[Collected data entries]

###

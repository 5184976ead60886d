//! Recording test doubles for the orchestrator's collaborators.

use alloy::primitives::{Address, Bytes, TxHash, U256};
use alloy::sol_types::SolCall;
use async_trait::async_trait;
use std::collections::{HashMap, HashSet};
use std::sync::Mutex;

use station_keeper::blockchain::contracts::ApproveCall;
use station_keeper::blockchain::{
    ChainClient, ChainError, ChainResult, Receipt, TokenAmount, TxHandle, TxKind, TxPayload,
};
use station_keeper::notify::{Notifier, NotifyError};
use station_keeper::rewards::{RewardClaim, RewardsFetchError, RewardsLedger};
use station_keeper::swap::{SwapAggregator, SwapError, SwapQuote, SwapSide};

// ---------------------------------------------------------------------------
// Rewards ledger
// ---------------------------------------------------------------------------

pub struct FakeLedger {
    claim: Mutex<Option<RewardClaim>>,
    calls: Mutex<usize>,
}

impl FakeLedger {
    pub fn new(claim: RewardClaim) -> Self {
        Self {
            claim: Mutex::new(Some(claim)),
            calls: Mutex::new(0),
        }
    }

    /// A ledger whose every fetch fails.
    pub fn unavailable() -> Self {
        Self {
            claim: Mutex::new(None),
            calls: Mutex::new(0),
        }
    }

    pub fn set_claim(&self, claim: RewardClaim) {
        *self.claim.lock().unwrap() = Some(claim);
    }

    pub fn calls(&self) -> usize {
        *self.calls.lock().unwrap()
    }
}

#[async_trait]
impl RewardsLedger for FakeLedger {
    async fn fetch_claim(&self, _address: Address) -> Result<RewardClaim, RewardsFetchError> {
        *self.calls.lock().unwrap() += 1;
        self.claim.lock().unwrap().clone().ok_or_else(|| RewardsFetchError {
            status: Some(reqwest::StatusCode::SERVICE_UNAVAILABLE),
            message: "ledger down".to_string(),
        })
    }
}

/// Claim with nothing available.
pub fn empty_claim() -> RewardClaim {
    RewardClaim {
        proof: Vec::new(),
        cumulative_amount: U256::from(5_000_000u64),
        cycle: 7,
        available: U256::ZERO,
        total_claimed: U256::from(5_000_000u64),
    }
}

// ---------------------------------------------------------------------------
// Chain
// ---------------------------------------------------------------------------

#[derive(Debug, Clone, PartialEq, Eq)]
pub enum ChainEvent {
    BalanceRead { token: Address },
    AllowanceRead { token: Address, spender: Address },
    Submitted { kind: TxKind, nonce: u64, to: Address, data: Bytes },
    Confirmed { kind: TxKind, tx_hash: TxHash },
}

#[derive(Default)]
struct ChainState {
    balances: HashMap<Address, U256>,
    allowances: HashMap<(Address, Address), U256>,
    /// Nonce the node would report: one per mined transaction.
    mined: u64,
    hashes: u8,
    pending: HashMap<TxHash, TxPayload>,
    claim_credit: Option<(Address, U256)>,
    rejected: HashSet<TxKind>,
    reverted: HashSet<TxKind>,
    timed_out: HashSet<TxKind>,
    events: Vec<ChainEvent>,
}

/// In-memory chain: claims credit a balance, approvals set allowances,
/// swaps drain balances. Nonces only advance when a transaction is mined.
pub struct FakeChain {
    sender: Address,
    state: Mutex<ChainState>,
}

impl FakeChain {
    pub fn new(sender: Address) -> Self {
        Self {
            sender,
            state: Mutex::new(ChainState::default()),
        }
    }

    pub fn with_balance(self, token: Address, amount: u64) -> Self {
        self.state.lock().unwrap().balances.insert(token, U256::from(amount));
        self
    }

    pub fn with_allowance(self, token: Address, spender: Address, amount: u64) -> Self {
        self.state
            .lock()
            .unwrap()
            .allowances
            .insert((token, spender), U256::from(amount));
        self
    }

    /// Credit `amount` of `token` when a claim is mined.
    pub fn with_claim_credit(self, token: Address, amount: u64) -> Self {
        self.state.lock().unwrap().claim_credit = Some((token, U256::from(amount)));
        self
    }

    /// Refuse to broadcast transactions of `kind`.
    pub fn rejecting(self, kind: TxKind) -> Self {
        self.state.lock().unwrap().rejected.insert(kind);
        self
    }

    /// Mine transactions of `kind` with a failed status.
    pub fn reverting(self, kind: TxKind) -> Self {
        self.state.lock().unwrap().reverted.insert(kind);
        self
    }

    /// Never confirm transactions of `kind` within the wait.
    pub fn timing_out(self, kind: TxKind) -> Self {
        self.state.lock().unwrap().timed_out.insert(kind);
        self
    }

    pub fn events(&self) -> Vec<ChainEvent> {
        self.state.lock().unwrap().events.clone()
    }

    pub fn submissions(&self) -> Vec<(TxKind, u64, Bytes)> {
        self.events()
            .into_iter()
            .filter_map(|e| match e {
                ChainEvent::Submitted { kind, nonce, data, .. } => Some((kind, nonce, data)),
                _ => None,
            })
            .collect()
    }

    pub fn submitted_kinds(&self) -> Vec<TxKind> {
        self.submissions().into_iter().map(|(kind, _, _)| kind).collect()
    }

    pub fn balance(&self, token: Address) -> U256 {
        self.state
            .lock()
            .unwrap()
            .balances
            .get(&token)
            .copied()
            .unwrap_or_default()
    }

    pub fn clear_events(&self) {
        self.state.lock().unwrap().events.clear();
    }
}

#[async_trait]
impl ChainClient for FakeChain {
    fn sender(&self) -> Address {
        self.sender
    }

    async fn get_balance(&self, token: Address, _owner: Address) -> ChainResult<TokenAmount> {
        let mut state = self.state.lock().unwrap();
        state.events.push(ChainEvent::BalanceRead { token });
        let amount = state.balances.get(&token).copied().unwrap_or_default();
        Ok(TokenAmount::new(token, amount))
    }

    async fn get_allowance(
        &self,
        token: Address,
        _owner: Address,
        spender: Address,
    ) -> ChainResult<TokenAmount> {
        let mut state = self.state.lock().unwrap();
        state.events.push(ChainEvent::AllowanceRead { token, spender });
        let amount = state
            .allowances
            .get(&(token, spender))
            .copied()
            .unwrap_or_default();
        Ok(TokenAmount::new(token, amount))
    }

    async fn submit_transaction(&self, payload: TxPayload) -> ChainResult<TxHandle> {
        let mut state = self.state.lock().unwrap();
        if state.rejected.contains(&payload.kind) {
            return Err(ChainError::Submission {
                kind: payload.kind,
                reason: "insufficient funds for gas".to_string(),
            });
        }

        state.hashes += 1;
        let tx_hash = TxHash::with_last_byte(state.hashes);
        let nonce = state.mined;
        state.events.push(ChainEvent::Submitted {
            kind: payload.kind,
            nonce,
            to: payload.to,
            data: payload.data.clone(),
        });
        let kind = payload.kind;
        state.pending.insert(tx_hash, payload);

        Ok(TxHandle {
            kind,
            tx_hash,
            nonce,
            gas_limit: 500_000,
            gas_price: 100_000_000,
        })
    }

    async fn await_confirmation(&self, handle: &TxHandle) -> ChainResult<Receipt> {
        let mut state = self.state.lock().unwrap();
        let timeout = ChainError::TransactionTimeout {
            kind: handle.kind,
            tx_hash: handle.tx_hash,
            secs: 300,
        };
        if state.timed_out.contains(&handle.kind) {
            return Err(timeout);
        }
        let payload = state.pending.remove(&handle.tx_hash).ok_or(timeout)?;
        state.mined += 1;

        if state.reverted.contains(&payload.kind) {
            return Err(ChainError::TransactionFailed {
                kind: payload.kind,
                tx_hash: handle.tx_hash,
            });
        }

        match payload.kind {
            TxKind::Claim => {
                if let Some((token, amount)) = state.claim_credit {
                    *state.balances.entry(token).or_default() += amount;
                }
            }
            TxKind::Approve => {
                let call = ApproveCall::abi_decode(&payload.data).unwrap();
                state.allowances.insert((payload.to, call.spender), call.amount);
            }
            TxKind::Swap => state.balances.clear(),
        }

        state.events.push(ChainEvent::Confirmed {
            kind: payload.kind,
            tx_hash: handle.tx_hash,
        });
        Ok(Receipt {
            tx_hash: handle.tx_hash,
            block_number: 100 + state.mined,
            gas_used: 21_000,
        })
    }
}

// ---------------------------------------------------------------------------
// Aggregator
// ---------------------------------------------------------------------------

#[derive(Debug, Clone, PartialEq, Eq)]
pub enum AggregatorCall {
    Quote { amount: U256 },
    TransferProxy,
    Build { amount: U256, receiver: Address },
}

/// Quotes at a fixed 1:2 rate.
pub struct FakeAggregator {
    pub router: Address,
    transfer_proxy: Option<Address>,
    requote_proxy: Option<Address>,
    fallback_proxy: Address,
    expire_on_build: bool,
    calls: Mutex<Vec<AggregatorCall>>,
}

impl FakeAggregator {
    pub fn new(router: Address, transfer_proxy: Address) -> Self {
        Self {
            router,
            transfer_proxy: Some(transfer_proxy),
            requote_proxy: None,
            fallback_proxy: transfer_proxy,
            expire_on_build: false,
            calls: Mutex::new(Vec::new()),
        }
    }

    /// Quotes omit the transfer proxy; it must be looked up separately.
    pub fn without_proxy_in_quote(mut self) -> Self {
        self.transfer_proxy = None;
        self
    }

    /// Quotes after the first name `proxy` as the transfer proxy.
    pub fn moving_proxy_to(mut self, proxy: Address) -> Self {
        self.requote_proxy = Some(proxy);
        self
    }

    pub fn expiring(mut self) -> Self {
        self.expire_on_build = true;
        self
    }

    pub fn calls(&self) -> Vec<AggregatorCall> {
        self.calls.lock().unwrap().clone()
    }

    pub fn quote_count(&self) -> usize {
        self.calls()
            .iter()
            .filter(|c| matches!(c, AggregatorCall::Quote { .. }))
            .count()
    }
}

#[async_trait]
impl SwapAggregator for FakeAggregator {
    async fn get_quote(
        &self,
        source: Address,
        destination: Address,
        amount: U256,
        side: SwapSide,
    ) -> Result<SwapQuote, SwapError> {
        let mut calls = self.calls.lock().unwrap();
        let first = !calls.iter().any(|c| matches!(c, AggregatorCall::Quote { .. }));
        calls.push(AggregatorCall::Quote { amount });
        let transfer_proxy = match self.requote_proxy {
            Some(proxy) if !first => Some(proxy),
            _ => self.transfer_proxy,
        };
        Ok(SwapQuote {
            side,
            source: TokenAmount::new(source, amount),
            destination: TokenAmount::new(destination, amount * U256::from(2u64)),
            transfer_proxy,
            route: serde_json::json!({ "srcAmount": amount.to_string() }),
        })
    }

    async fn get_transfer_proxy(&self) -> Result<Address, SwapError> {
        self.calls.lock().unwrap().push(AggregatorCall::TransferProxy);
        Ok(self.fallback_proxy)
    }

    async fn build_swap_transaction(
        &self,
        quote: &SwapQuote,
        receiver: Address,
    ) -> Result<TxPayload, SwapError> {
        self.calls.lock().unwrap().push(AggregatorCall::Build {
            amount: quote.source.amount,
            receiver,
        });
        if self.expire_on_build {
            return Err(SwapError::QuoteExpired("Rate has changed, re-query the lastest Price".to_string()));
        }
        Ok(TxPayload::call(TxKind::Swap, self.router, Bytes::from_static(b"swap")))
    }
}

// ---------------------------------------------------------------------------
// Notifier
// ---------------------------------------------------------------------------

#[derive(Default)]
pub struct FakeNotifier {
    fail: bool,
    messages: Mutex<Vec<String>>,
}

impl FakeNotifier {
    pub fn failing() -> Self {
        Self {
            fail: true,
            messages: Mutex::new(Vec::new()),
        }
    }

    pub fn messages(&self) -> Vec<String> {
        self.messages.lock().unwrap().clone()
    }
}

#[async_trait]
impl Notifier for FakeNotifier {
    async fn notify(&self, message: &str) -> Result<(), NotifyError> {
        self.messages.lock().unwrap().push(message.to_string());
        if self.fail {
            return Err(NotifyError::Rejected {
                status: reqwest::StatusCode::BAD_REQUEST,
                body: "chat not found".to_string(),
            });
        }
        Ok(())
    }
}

###

A line qualifies when it holds the word "Some"; report all qualifying lines from the records above.

▶ **EXERCISE RESPONSE**
            claim: Mutex::new(Some(claim)),
        *self.claim.lock().unwrap() = Some(claim);
            status: Some(reqwest::StatusCode::SERVICE_UNAVAILABLE),
        self.state.lock().unwrap().claim_credit = Some((token, U256::from(amount)));
                ChainEvent::Submitted { kind, nonce, data, .. } => Some((kind, nonce, data)),
                if let Some((token, amount)) = state.claim_credit {
            transfer_proxy: Some(transfer_proxy),
        self.requote_proxy = Some(proxy);
            Some(proxy) if !first => Some(proxy),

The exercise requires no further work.